Records supplied.
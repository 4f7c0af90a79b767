//! Tile addressing and decoded elevation tiles.

use std::fmt;
use std::sync::Arc;

use tessera_geo::{Angle, Sector};

use crate::cache::Cacheable;
use crate::error::Result;
use crate::level::{Level, LevelSet};

/// Row of the tile containing `latitude`.
///
/// A latitude on the top edge of the pyramid (`max_latitude`) belongs to the
/// last row rather than one past it.
#[must_use]
pub fn compute_row(delta: Angle, latitude: Angle, origin: Angle, max_latitude: Angle) -> i32 {
    let last_row = ((max_latitude.degrees() - origin.degrees()) / delta.degrees()).ceil() as i32 - 1;
    let row = ((latitude.degrees() - origin.degrees()) / delta.degrees()).floor() as i32;
    row.min(last_row.max(0))
}

/// Column of the tile containing `longitude`.
///
/// The offset from the origin is wrapped into [0, 360) so longitudes on either
/// side of the antimeridian address the same grid; exactly origin + 360 maps
/// to the last column.
#[must_use]
pub fn compute_column(delta: Angle, longitude: Angle, origin: Angle) -> i32 {
    let last_col = (360.0 / delta.degrees()).ceil() as i32 - 1;
    let offset = longitude.degrees() - origin.degrees();
    if (offset - 360.0).abs() < 1e-9 {
        return last_col;
    }
    let col = (offset.rem_euclid(360.0) / delta.degrees()).floor() as i32;
    col.min(last_col)
}

/// Identity of a tile: level, row, column and dataset.
///
/// Used both as the cache key and as the in-flight request key.
#[derive(Debug, Clone, PartialEq, Eq, Hash, PartialOrd, Ord)]
pub struct TileKey {
    level: usize,
    row: i32,
    col: i32,
    cache_name: Arc<str>,
}

impl TileKey {
    #[must_use]
    pub fn new(level: usize, row: i32, col: i32, cache_name: Arc<str>) -> Self {
        Self {
            level,
            row,
            col,
            cache_name,
        }
    }

    /// Key of the tile at `level` containing the given location.
    #[must_use]
    pub fn from_lat_lon(latitude: Angle, longitude: Angle, levels: &LevelSet, level: &Level) -> Self {
        let delta = level.tile_delta();
        let origin = levels.tile_origin();
        let row = compute_row(
            delta.latitude,
            latitude,
            origin.latitude,
            levels.sector().max_latitude(),
        );
        let col = compute_column(delta.longitude, longitude, origin.longitude);
        Self::new(level.level_number(), row, col, Arc::clone(level.cache_name()))
    }

    /// The quadtree parent, or `None` at level zero.
    #[must_use]
    pub fn parent(&self) -> Option<TileKey> {
        let level = self.level.checked_sub(1)?;
        Some(Self::new(
            level,
            self.row.div_euclid(2),
            self.col.div_euclid(2),
            Arc::clone(&self.cache_name),
        ))
    }

    #[must_use]
    pub fn level(&self) -> usize {
        self.level
    }

    #[must_use]
    pub fn row(&self) -> i32 {
        self.row
    }

    #[must_use]
    pub fn col(&self) -> i32 {
        self.col
    }

    #[must_use]
    pub fn cache_name(&self) -> &str {
        &self.cache_name
    }
}

impl fmt::Display for TileKey {
    fn fmt(&self, f: &mut fmt::Formatter<'_>) -> fmt::Result {
        write!(
            f,
            "{}/{}/{}/{}",
            self.cache_name, self.level, self.row, self.col
        )
    }
}

/// A tile's address together with its geographic extent and raster size.
#[derive(Debug, Clone, PartialEq)]
pub struct Tile {
    key: TileKey,
    sector: Sector,
    width: usize,
    height: usize,
}

impl Tile {
    pub fn new(key: TileKey, levels: &LevelSet) -> Result<Self> {
        let level = levels.level(key.level())?;
        Ok(Self {
            sector: Self::sector_for(&key, levels)?,
            width: level.tile_width(),
            height: level.tile_height(),
            key,
        })
    }

    /// The sector covered by `key`: `origin + row * delta` on each axis.
    pub fn sector_for(key: &TileKey, levels: &LevelSet) -> Result<Sector> {
        let delta = levels.level(key.level())?.tile_delta();
        let origin = levels.tile_origin();
        let min_lat = origin.latitude.degrees() + f64::from(key.row()) * delta.latitude.degrees();
        let min_lon = origin.longitude.degrees() + f64::from(key.col()) * delta.longitude.degrees();
        Ok(Sector::from_degrees(
            min_lat,
            min_lat + delta.latitude.degrees(),
            min_lon,
            min_lon + delta.longitude.degrees(),
        ))
    }

    #[must_use]
    pub fn key(&self) -> &TileKey {
        &self.key
    }

    #[must_use]
    pub fn sector(&self) -> &Sector {
        &self.sector
    }

    #[must_use]
    pub fn width(&self) -> usize {
        self.width
    }

    #[must_use]
    pub fn height(&self) -> usize {
        self.height
    }

    #[must_use]
    pub fn level(&self) -> usize {
        self.key.level()
    }
}

/// A decoded elevation raster.
///
/// Samples are row-major with row 0 on the northern edge, written once at
/// decode and read-only afterwards.
#[derive(Debug)]
pub struct ElevationTile {
    tile: Tile,
    elevations: Box<[f32]>,
    missing_data_signal: f32,
}

impl ElevationTile {
    /// Wrap decoded samples. Returns `None` unless there are exactly
    /// `width * height` of them.
    #[must_use]
    pub fn from_samples(tile: Tile, elevations: Vec<f32>, missing_data_signal: f64) -> Option<Self> {
        if elevations.len() != tile.width() * tile.height() {
            return None;
        }
        Some(Self {
            tile,
            elevations: elevations.into_boxed_slice(),
            missing_data_signal: missing_data_signal as f32,
        })
    }

    #[must_use]
    pub fn tile(&self) -> &Tile {
        &self.tile
    }

    #[must_use]
    pub fn key(&self) -> &TileKey {
        self.tile.key()
    }

    #[must_use]
    pub fn sector(&self) -> &Sector {
        self.tile.sector()
    }

    #[must_use]
    pub fn elevations(&self) -> &[f32] {
        &self.elevations
    }

    #[must_use]
    pub fn missing_data_signal(&self) -> f64 {
        f64::from(self.missing_data_signal)
    }

    /// Bilinearly interpolated elevation at a location inside the tile.
    ///
    /// Locations outside the tile are clamped to its edges. If any of the
    /// four surrounding samples is the missing-data signal the result is the
    /// signal itself.
    #[must_use]
    pub fn look_up_elevation(&self, latitude: Angle, longitude: Angle) -> f64 {
        let width = self.tile.width();
        let height = self.tile.height();
        let sector = self.tile.sector();

        let s_lat = ((sector.max_latitude().degrees() - latitude.degrees())
            / sector.delta_lat().degrees())
        .clamp(0.0, 1.0);
        let s_lon = ((longitude.degrees() - sector.min_longitude().degrees())
            / sector.delta_lon().degrees())
        .clamp(0.0, 1.0);

        let row_pos = s_lat * (height.saturating_sub(1)) as f64;
        let col_pos = s_lon * (width.saturating_sub(1)) as f64;
        let row = (row_pos.floor() as usize).min(height.saturating_sub(2));
        let col = (col_pos.floor() as usize).min(width.saturating_sub(2));
        let next_row = (row + 1).min(height.saturating_sub(1));
        let next_col = (col + 1).min(width.saturating_sub(1));
        let row_frac = row_pos - row as f64;
        let col_frac = col_pos - col as f64;

        let at = |r: usize, c: usize| self.elevations[r * width + c];
        let corners = [
            at(row, col),
            at(row, next_col),
            at(next_row, col),
            at(next_row, next_col),
        ];
        if corners.contains(&self.missing_data_signal) {
            return f64::from(self.missing_data_signal);
        }

        let [nw, ne, sw, se] = corners.map(f64::from);
        let north = nw + col_frac * (ne - nw);
        let south = sw + col_frac * (se - sw);
        north + row_frac * (south - north)
    }
}

impl Cacheable for ElevationTile {
    fn size_in_bytes(&self) -> usize {
        std::mem::size_of::<Self>() + self.elevations.len() * std::mem::size_of::<f32>()
    }
}
//! Synthetic elevation datasets for trying out the model without real data.

use std::path::{Path, PathBuf};

use tessera_elevation::{ElevationConfig, Error, LevelSet, LevelSetParams, Result, Tile, keys};
use tessera_geo::LatLon;

/// Store directory, relative to the dataset file.
const STORE_DIR: &str = "tiles";
const DATASET_FILE: &str = "dataset.json";

#[derive(Debug, Clone)]
pub struct SyntheticDataset {
    pub cache_name: String,
    pub num_levels: usize,
    pub level_zero_delta: f64,
    pub tile_size: usize,
}

/// Smooth rolling terrain between roughly -5000 and 4000 metres.
fn synthetic_elevation(latitude: f64, longitude: f64) -> f64 {
    let (lat, lon) = (latitude.to_radians(), longitude.to_radians());
    3000.0 * (3.0 * lat).sin() * (2.0 * lon).cos()
        + 1500.0 * (7.0 * lon + lat).sin() * lat.cos()
        - 500.0
}

/// Write every tile of a whole-globe pyramid plus its `dataset.json`.
///
/// Returns the path of the dataset file.
pub fn generate(out: &Path, layout: &SyntheticDataset) -> Result<PathBuf> {
    if layout.tile_size < 2 {
        return Err(Error::InvalidConfig {
            key: keys::TILE_WIDTH.to_string(),
            detail: format!("synthetic tiles need at least 2x2 samples, got {}", layout.tile_size),
        });
    }

    let mut params = LevelSetParams::new(
        layout.cache_name.clone(),
        LatLon::from_degrees(layout.level_zero_delta, layout.level_zero_delta),
        layout.num_levels,
    );
    params.tile_width = layout.tile_size;
    params.tile_height = layout.tile_size;
    let levels = LevelSet::new(&params)?;

    let store = out.join(STORE_DIR);
    let (mut lowest, mut highest) = (f64::MAX, f64::MIN);
    let mut written = 0usize;

    for level in levels.levels() {
        let tile_keys = levels.tile_keys_in(levels.sector(), level);
        let count = tile_keys.len();
        for key in tile_keys {
            let path = store.join(level.tile_file(key.row(), key.col()));
            let tile = Tile::new(key, &levels)?;
            let sector = tile.sector();
            let lat_step = sector.delta_lat().degrees() / (tile.height() - 1) as f64;
            let lon_step = sector.delta_lon().degrees() / (tile.width() - 1) as f64;

            let mut bytes = Vec::with_capacity(tile.width() * tile.height() * 2);
            for row in 0..tile.height() {
                // Row 0 is the northern edge.
                let latitude = sector.max_latitude().degrees() - row as f64 * lat_step;
                for col in 0..tile.width() {
                    let longitude = sector.min_longitude().degrees() + col as f64 * lon_step;
                    let elevation = synthetic_elevation(latitude, longitude).round();
                    lowest = lowest.min(elevation);
                    highest = highest.max(elevation);
                    bytes.extend_from_slice(&(elevation as i16).to_le_bytes());
                }
            }

            write_file(&path, &bytes)?;
        }
        written += count;
        tracing::info!(level = level.level_number(), tiles = count, "wrote level");
    }

    let config = ElevationConfig::from_pairs([
        (keys::NUM_LEVELS, layout.num_levels.to_string()),
        (
            keys::LEVEL_ZERO_TILE_DELTA,
            format!("{},{}", layout.level_zero_delta, layout.level_zero_delta),
        ),
        (keys::TILE_WIDTH, layout.tile_size.to_string()),
        (keys::TILE_HEIGHT, layout.tile_size.to_string()),
        (keys::DATA_CACHE_NAME, layout.cache_name.clone()),
        (keys::FORMAT_SUFFIX, params.format_suffix.clone()),
        (keys::DATA_TYPE, "Int16".to_string()),
        (keys::BYTE_ORDER, "LittleEndian".to_string()),
        (keys::MODEL_STORE_PATH, STORE_DIR.to_string()),
        (keys::ELEVATION_MIN, lowest.to_string()),
        (keys::ELEVATION_MAX, highest.to_string()),
    ]);
    let dataset = out.join(DATASET_FILE);
    config.save(&dataset)?;

    tracing::info!(path = %dataset.display(), tiles = written, "generated dataset");
    Ok(dataset)
}

fn write_file(path: &Path, bytes: &[u8]) -> Result<()> {
    let io_error = |source| Error::Io {
        path: path.to_path_buf(),
        source,
    };
    if let Some(parent) = path.parent() {
        std::fs::create_dir_all(parent).map_err(io_error)?;
    }
    std::fs::write(path, bytes).map_err(io_error)
}
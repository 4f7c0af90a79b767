//! Error types for the elevation crate.

use std::fmt;
use std::path::PathBuf;

/// Result type for elevation operations.
pub type Result<T> = std::result::Result<T, Error>;

/// Errors that can occur in elevation operations.
///
/// Configuration and format errors describe a dataset that cannot work as
/// configured and are meant to stop the caller. Errors about a single tile
/// are logged by the model and leave that tile absent.
#[derive(Debug)]
pub enum Error {
    /// Reading a file failed.
    Io {
        /// The file that could not be read.
        path: PathBuf,
        /// The underlying error.
        source: std::io::Error,
    },
    /// A required configuration key is not set.
    MissingConfig {
        /// The key that was looked up.
        key: String,
    },
    /// A configuration value could not be parsed.
    InvalidConfig {
        /// The offending key.
        key: String,
        /// Why the value was rejected.
        detail: String,
    },
    /// The dataset uses a sample type or byte order this crate cannot decode.
    UnsupportedFormat {
        /// What was being decoded.
        context: &'static str,
        /// The unsupported value.
        detail: String,
    },
    /// A level index outside the pyramid.
    LevelOutOfRange {
        /// The requested level.
        level: usize,
        /// Number of levels in the pyramid.
        num_levels: usize,
    },
    /// A tile file had the wrong size or shape.
    InvalidTile {
        /// The tile file.
        path: PathBuf,
        /// Description of the mismatch.
        detail: String,
    },
    /// The extreme-elevation raster could not be used.
    ExtremesFile {
        /// The raster file.
        path: PathBuf,
        /// Description of the problem.
        detail: String,
    },
    /// The background loader runtime could not be started.
    Runtime {
        /// The underlying error.
        source: std::io::Error,
    },
    /// The background loader has shut down.
    LoaderClosed,
}

impl fmt::Display for Error {
    fn fmt(&self, f: &mut fmt::Formatter<'_>) -> fmt::Result {
        match self {
            Error::Io { path, source } => {
                write!(f, "failed to read {}: {source}", path.display())
            }
            Error::MissingConfig { key } => {
                write!(f, "missing configuration value {key}")
            }
            Error::InvalidConfig { key, detail } => {
                write!(f, "invalid configuration value {key}: {detail}")
            }
            Error::UnsupportedFormat { context, detail } => {
                write!(f, "unsupported {context}: {detail}")
            }
            Error::LevelOutOfRange { level, num_levels } => {
                write!(f, "level {level} out of range for {num_levels} levels")
            }
            Error::InvalidTile { path, detail } => {
                write!(f, "invalid tile {}: {detail}", path.display())
            }
            Error::ExtremesFile { path, detail } => {
                write!(f, "invalid extreme elevations {}: {detail}", path.display())
            }
            Error::Runtime { source } => write!(f, "failed to start tile loader: {source}"),
            Error::LoaderClosed => write!(f, "tile loader is closed"),
        }
    }
}

impl std::error::Error for Error {
    fn source(&self) -> Option<&(dyn std::error::Error + 'static)> {
        match self {
            Error::Io { source, .. } | Error::Runtime { source } => Some(source),
            _ => None,
        }
    }
}

impl From<tessera_geo::ParseError> for Error {
    fn from(e: tessera_geo::ParseError) -> Self {
        Error::InvalidConfig {
            key: "geodetic value".to_string(),
            detail: e.to_string(),
        }
    }
}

What is needed.
In the material above, find each line that has the string "written" and return it.

Solution.
/// Samples are row-major with row 0 on the northern edge, written once at
    let mut written = 0usize;
        written += count;
    tracing::info!(path = %dataset.display(), tiles = written, "generated dataset");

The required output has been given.